Do not vortex to avoid breaking DNA.
Incubate at room temperature for 5 minutes.
Spin for 10-15 minutes at >12,000 g and 4 °C (depending on the viscosity and protein and nucleic acid concentration of the sample).
Transfer the upper aqueous phase into a new tube.
Avoid the white DNA precipitate at the interphase.
If the sample volume was 100 µl, the aqueous phase should be ~450 µl.
Add 1.1 volumes of isopropanol (relative to the volume of the aqueous phase).

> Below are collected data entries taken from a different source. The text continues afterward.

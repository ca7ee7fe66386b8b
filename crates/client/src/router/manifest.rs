//! Asset manifest: the resources a generation must hold once installed.

use precache_core::{Error, Request};
use url::Url;

use crate::fetch::resolve;

/// Ordered, duplicate-free list of GET requests resolved against the scope.
#[derive(Debug, Clone, Default)]
pub struct AssetManifest {
    requests: Vec<Request>,
}

impl AssetManifest {
    /// Resolve every locator against `scope`.
    ///
    /// # Errors
    ///
    /// - `Error::InvalidUrl` if a locator cannot be resolved
    /// - `Error::InvalidInput` if two locators resolve to the same URL
    pub fn resolve<I, S>(scope: &Url, locators: I) -> Result<Self, Error>
    where
        I: IntoIterator<Item = S>,
        S: AsRef<str>,
    {
        let mut requests: Vec<Request> = Vec::new();
        for locator in locators {
            let locator = locator.as_ref();
            let url = resolve(scope, locator).map_err(|e| Error::InvalidUrl(format!("{locator}: {e}")))?;
            if requests.iter().any(|r| r.url == url) {
                return Err(Error::InvalidInput(format!("duplicate manifest entry: {url}")));
            }
            requests.push(Request::get(url));
        }
        Ok(Self { requests })
    }

    pub fn requests(&self) -> &[Request] {
        &self.requests
    }

    pub fn urls(&self) -> Vec<String> {
        self.requests.iter().map(|r| r.url.to_string()).collect()
    }

    pub fn len(&self) -> usize {
        self.requests.len()
    }

    pub fn is_empty(&self) -> bool {
        self.requests.is_empty()
    }
}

If low RNA content is expected in the sample, prior to isopropanol, add >10 µg of glycogen to facilitate precipitating nucleic acids and spotting the pellet.
Recommended final concentration of glycogen is ~50–150 µg/ml.
Mix well by inverting the tube.
Incubate 30-60 minutes at 4 °C or at room temperature.
Spin for 30-45 minutes at >12,000 g and 4 °C.
Discard the supernatant.
Add 1 volume of 70% (aq.) ethanol (relative to the volume of the aqueous phase).
Mix gently.
Ensure that the pellet is submerged in the solution and not sticking to the tube wall.
Incubate 10 minutes at room temperature.
Spin for 10 minutes at >12,000 g and 4 °C.
Discard the supernatant.
Let the pellet dry at room temperature, so that no traces of 70% ethanol remain.
Drying under vacuum is not recommended because of overdrying that makes it harder to dissolve the pellet.
Completely dissolve the pellet in RNase-free water.